_Work task_: Look through the entries. Copy each line that has the word "NotFound".

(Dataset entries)
-- Opening Marker --

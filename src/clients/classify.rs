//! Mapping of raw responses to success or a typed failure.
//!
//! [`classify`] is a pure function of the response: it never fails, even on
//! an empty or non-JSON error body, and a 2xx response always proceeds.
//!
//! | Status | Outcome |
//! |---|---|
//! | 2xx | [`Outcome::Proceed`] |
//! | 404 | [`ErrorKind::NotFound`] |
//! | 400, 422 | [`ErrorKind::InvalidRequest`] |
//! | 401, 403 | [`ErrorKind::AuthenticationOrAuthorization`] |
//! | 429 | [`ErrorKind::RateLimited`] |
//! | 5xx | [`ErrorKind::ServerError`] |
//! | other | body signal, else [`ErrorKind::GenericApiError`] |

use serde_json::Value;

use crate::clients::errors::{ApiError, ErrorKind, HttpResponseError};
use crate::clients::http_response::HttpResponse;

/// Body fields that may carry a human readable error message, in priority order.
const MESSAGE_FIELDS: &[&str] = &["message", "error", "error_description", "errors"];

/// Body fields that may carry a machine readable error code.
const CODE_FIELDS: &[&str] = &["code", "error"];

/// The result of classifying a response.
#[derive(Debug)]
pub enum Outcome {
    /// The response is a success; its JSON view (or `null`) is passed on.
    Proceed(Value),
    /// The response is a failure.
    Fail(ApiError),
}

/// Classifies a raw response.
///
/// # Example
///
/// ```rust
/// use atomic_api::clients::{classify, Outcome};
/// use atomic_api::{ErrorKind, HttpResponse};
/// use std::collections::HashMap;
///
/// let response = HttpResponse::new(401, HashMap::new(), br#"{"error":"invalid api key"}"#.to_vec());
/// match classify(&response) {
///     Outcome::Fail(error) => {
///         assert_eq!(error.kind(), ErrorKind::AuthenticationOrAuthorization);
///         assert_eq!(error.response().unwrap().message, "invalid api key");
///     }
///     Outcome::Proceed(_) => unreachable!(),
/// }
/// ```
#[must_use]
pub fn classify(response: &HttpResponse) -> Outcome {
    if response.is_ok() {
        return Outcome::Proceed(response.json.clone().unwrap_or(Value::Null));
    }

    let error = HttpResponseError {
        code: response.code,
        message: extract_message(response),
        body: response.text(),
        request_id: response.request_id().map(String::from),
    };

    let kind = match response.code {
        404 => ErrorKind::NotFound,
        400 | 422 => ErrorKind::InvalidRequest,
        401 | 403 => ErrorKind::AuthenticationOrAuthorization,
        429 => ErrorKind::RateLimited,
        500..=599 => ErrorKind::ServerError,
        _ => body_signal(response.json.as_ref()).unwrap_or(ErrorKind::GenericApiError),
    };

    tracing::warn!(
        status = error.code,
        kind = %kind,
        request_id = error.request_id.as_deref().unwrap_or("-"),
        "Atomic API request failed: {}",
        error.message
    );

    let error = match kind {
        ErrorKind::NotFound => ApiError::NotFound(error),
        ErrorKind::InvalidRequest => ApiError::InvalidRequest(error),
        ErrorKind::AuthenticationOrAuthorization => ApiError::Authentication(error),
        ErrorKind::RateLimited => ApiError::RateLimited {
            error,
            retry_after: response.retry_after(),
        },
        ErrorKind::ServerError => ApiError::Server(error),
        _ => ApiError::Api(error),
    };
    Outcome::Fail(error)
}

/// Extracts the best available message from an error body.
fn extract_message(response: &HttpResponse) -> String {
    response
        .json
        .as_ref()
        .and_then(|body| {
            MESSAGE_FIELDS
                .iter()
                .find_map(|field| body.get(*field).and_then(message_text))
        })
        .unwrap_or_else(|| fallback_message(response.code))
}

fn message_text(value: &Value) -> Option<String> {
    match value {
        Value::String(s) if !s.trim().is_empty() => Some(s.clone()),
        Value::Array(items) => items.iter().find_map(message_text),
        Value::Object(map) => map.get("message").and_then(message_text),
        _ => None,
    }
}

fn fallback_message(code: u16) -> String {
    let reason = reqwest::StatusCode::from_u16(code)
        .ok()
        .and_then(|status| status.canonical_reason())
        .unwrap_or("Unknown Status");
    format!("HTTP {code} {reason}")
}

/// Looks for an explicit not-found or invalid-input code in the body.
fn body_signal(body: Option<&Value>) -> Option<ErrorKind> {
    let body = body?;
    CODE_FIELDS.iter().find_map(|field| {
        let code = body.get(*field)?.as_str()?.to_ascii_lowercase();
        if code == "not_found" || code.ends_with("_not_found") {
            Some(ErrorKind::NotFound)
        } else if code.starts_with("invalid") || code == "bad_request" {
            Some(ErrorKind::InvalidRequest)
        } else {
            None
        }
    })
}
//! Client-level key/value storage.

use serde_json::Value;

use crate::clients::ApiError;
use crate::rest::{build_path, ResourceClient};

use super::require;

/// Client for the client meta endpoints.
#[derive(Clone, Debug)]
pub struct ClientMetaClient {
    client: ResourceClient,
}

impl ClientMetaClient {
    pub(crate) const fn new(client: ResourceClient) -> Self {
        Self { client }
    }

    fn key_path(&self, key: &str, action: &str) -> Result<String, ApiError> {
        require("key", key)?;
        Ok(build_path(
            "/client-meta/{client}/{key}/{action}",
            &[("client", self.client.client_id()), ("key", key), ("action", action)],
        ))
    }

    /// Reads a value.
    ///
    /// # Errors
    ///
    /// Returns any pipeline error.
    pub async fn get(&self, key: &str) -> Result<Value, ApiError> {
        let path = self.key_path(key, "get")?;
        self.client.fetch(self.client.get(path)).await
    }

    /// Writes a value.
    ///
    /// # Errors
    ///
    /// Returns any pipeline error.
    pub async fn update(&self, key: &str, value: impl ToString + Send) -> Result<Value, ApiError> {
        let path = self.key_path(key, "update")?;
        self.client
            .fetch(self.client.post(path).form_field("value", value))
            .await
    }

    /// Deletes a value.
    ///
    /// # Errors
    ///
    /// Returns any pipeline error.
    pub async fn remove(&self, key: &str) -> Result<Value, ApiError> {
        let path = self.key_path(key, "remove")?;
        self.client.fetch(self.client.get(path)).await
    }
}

-- Closing Marker --

_Answer box_:
//! | 404 | [`ErrorKind::NotFound`] |
        404 => ErrorKind::NotFound,
        ErrorKind::NotFound => ApiError::NotFound(error),
            Some(ErrorKind::NotFound)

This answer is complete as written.